A. PENDAHULUAN
Ibn Abbas, yang dinilai sebagai salah seorang sahabat Nabi yang paling
mengetahui maksud firman-firman Allah, menyatakan bahwa tafsir terdiri dari
empat bagian : pertama, yang dapat dimengerti secara umum oleh orang-orang
Arab berdasarkan pengetahuan bahasa mereka; kedua, yang tidak ada alasan bagi
seseorang untuk tidak mengetahuinya; ketiga,yang tidak diketahui kecuali oleh
ulama; dan keempat, yang tidak diketahui kecuali oleh Allah (Nasir, 2017).

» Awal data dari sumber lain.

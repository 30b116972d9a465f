pub mod node;
pub mod state_machine;

pub use node::{resolve_nodes_config, ConsensusNode, LocalNode, NodeEndpoint, NodeManager};
pub use state_machine::{LogEntry, ReplicatedEngine, StateMachine};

Oleh karena itu, tidak semua orang bisa menafsirkan al- quran, menjadi
mufassir harus mencuki syarat. Mufassir adalah orang yang memiliki kapabilitas
sempurna yang dengannya ia mengetahui maksud Allah taala dalam Al-Quran
sesuai dengan kemampuannya. Ia melatih dirinya di atas manhaj para mufassir
dengan mengetahui banyak pendapat mengenai tafsir Kitbullh. Selain itu, ia
menerapkan tafsir tersebut baik dengan mengajarkannya atau menuliskannya
(Lova, 2015).
Beriku ini beberapa etika yang harus dimiliki oleh seorang mufassir:
1. Berakhlah shahihah,
2. Mengamal kan sendiri terlebih dahulu
3. ikhlas
4. Tidak dengan hawa nafsu
5. Menafsirkan alquran dengan alquran terlebih dahulu
6. Mencari penafsiran dari sunnah (Amal 2010)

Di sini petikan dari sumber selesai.